### Records shown ###

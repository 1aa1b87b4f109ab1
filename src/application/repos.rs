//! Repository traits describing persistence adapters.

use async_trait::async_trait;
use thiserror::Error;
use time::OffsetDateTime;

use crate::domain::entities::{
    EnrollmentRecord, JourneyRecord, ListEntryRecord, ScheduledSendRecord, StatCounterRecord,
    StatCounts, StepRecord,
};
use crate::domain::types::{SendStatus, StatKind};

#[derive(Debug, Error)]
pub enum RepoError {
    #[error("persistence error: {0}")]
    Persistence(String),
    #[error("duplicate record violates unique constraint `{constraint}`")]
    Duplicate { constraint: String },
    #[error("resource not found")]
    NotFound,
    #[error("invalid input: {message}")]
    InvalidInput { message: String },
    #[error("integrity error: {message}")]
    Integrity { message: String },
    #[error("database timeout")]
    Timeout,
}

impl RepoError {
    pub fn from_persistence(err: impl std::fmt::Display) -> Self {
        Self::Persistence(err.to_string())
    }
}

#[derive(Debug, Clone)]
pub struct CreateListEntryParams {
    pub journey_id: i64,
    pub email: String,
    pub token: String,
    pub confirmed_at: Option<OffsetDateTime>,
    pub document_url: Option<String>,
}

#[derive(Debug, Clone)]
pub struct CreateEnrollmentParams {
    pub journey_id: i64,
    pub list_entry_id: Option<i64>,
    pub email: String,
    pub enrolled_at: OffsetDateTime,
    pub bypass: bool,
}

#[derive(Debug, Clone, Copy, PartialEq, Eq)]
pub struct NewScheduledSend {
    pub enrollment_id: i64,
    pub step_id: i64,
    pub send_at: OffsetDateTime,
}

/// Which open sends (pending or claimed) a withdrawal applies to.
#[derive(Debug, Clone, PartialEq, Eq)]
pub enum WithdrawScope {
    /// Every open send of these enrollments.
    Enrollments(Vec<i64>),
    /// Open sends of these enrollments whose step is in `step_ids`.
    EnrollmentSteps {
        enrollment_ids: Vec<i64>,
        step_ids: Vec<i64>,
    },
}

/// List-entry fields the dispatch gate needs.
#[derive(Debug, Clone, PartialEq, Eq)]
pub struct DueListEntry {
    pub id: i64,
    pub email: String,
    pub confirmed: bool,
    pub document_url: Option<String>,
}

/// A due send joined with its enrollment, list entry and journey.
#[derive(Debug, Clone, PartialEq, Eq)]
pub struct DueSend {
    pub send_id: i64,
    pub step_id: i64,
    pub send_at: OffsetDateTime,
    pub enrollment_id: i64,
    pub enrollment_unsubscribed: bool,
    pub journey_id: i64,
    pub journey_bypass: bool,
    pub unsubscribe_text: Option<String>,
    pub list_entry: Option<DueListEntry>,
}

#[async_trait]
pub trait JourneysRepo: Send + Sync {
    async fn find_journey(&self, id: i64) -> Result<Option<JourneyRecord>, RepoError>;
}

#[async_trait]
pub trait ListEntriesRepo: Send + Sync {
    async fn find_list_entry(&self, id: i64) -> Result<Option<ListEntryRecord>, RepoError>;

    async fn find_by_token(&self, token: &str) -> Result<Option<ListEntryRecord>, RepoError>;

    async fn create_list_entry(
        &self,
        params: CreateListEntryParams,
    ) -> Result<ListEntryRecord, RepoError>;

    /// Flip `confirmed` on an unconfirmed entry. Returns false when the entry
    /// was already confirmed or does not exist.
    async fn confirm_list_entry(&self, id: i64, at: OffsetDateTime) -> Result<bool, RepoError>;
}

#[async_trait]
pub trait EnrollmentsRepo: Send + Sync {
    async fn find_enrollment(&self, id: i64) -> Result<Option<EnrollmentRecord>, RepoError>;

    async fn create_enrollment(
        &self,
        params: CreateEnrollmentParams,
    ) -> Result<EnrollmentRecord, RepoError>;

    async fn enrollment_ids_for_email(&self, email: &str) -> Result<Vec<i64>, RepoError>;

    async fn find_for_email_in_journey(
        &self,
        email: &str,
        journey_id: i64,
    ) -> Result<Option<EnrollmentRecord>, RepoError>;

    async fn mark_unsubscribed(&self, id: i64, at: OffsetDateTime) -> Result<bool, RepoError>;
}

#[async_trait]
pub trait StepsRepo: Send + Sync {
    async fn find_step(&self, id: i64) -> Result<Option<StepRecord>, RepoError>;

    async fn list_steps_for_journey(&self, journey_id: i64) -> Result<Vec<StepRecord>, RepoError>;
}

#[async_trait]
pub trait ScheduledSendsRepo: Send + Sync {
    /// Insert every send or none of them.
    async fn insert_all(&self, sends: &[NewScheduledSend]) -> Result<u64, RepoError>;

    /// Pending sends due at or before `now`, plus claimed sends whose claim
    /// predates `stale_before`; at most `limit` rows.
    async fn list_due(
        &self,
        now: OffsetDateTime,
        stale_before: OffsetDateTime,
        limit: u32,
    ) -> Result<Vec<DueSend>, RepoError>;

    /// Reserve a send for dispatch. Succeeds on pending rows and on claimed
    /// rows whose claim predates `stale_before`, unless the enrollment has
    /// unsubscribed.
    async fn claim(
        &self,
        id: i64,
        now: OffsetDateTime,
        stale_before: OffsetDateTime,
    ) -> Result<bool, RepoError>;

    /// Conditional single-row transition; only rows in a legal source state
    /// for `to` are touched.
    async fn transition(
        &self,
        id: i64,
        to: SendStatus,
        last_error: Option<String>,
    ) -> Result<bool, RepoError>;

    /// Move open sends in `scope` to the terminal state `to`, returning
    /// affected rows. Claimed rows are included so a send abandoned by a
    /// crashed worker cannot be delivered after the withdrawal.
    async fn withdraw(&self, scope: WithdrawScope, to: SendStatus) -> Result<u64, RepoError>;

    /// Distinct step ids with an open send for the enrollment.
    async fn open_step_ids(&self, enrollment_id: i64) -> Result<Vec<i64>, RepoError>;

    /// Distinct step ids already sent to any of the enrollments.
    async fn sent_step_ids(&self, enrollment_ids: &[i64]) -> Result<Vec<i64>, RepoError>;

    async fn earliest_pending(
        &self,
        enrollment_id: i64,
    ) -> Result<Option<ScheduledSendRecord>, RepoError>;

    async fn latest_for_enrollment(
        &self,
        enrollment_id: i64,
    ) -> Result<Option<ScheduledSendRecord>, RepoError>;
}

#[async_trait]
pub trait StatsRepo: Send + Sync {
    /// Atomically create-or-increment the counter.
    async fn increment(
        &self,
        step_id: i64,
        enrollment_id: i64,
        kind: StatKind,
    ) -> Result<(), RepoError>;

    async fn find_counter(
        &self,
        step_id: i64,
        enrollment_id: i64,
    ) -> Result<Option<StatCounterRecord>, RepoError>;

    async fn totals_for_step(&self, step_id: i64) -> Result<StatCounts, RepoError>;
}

###
### Records shown ###

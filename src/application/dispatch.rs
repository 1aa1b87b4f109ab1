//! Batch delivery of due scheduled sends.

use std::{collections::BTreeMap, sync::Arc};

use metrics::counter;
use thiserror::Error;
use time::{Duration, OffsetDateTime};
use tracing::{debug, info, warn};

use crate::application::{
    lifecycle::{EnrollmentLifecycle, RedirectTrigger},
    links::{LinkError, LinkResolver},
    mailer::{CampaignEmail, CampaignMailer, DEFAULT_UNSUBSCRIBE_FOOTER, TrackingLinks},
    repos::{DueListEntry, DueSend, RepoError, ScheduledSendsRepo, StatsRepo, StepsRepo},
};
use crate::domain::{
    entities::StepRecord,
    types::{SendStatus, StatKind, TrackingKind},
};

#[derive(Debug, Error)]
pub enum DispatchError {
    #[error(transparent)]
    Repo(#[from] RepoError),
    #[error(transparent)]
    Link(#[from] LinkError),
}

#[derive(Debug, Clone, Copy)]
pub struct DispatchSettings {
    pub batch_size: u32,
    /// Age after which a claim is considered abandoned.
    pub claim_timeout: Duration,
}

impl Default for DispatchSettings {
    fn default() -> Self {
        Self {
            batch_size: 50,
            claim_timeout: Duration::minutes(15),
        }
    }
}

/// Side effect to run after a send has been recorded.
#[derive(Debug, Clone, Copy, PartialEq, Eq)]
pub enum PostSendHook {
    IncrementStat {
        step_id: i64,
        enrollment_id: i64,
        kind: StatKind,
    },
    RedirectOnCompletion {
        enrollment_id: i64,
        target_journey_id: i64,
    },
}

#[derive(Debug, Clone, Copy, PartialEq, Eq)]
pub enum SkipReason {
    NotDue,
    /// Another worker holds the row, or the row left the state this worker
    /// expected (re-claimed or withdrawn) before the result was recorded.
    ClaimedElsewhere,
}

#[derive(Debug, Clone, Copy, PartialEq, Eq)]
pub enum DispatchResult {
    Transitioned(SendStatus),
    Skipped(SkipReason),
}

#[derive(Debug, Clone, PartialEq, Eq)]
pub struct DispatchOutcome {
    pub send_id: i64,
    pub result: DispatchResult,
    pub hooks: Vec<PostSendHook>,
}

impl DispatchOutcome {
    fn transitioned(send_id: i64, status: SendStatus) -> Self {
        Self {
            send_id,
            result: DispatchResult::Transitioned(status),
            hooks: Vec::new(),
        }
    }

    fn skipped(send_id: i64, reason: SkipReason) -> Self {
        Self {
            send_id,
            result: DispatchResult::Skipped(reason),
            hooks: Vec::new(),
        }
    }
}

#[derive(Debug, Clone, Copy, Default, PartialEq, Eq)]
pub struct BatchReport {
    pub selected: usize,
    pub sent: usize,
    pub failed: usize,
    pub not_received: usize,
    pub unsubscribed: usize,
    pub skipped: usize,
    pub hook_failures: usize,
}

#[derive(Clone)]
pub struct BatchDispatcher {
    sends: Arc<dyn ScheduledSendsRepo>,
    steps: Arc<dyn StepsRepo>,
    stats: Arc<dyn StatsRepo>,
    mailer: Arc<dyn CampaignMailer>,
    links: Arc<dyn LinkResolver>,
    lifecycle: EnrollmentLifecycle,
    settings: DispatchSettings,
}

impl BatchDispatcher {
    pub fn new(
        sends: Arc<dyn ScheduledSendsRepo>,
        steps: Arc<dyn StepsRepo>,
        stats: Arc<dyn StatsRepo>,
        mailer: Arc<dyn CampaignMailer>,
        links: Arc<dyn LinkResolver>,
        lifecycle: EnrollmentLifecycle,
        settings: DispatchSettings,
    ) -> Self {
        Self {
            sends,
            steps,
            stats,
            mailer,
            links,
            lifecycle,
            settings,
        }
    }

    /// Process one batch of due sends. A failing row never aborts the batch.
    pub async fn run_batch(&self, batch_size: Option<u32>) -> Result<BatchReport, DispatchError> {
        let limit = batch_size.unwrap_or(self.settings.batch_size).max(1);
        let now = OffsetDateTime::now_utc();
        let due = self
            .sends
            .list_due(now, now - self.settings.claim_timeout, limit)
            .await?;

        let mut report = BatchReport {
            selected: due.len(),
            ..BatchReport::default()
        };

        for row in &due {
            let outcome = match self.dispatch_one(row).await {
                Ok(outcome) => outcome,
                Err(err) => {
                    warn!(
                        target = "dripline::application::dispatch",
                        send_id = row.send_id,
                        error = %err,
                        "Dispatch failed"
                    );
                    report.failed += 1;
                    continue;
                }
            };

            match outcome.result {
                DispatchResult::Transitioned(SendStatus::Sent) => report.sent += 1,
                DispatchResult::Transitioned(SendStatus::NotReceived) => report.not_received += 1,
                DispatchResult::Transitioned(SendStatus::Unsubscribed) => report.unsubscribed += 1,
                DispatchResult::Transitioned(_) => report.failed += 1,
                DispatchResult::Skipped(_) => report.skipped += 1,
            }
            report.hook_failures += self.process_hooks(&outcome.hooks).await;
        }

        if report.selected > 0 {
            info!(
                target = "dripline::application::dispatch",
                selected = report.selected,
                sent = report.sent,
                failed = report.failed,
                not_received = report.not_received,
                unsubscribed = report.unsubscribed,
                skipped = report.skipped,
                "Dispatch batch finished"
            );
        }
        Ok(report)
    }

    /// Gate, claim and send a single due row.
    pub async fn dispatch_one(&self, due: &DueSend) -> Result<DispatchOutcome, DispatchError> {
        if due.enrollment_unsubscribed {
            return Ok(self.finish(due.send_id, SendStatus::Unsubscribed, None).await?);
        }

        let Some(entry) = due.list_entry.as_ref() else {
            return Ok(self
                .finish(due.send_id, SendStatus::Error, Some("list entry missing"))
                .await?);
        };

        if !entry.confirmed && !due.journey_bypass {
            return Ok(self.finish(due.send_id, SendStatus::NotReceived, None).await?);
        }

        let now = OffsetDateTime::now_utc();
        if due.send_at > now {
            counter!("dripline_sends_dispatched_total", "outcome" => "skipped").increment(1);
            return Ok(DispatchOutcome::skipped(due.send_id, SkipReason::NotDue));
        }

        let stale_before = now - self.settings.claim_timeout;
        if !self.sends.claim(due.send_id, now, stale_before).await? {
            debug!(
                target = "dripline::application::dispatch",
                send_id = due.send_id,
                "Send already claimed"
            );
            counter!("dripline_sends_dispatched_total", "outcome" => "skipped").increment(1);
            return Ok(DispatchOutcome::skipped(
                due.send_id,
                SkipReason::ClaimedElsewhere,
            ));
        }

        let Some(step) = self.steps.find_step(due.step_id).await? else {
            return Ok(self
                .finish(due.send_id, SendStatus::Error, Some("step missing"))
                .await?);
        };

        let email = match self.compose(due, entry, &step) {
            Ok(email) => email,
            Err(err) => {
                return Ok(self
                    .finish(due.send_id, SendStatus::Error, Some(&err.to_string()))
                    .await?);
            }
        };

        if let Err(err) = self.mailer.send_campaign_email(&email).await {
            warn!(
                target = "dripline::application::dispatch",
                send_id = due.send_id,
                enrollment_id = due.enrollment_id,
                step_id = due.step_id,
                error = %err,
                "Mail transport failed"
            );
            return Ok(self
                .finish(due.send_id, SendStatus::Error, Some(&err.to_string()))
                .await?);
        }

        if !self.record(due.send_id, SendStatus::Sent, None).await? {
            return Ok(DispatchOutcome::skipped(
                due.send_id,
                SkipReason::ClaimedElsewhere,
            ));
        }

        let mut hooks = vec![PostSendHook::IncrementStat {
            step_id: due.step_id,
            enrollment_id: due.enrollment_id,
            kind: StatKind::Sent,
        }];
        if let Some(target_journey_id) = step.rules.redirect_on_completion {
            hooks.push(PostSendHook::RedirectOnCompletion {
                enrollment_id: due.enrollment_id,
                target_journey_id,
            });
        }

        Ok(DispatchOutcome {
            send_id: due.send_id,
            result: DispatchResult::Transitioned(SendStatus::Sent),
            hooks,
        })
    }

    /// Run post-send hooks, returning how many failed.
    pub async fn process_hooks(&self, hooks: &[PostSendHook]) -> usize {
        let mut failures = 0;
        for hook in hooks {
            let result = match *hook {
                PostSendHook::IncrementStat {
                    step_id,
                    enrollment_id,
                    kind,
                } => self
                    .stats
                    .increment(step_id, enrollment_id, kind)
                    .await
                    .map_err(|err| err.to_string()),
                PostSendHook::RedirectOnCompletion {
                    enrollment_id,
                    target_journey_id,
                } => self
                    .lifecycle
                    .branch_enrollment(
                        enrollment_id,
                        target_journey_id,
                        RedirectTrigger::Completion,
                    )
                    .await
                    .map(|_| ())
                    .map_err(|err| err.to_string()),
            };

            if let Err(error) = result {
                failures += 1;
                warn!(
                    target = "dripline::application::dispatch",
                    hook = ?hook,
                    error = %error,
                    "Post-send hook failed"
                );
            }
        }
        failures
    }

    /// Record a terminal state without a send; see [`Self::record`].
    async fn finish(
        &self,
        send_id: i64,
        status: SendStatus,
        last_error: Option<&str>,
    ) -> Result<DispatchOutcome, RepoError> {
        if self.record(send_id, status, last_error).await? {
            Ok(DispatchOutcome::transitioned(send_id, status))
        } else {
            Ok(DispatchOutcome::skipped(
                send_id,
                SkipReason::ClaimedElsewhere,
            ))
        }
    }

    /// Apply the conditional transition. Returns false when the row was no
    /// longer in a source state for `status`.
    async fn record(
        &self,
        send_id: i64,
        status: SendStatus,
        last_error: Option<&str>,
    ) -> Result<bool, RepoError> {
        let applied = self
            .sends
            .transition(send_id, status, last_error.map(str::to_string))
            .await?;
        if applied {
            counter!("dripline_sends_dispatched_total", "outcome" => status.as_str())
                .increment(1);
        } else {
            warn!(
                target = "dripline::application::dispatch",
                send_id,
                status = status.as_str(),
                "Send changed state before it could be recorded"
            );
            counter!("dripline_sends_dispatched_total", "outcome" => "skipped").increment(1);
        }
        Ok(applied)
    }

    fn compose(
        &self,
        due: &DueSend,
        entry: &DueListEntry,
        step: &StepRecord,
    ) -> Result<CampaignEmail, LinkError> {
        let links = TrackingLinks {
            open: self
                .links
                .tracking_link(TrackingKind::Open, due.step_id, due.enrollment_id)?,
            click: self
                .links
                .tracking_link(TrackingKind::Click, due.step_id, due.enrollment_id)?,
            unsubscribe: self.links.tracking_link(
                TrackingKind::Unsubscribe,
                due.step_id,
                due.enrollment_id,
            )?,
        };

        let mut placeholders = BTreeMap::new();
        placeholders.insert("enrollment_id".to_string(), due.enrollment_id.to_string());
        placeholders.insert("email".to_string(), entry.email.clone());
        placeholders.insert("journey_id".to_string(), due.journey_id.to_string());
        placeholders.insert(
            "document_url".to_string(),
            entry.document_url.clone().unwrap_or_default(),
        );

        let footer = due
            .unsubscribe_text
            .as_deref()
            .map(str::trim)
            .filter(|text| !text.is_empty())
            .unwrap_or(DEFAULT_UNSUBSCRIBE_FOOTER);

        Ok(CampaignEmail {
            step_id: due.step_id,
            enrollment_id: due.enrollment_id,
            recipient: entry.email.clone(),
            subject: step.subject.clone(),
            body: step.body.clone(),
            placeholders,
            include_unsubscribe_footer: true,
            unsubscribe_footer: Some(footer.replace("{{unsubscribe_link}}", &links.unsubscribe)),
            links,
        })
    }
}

###

What to work on: The lines above that hold the word "these" should be found and copied out.

Final answer:
    /// Every open send of these enrollments.
    /// Open sends of these enrollments whose step is in `step_ids`.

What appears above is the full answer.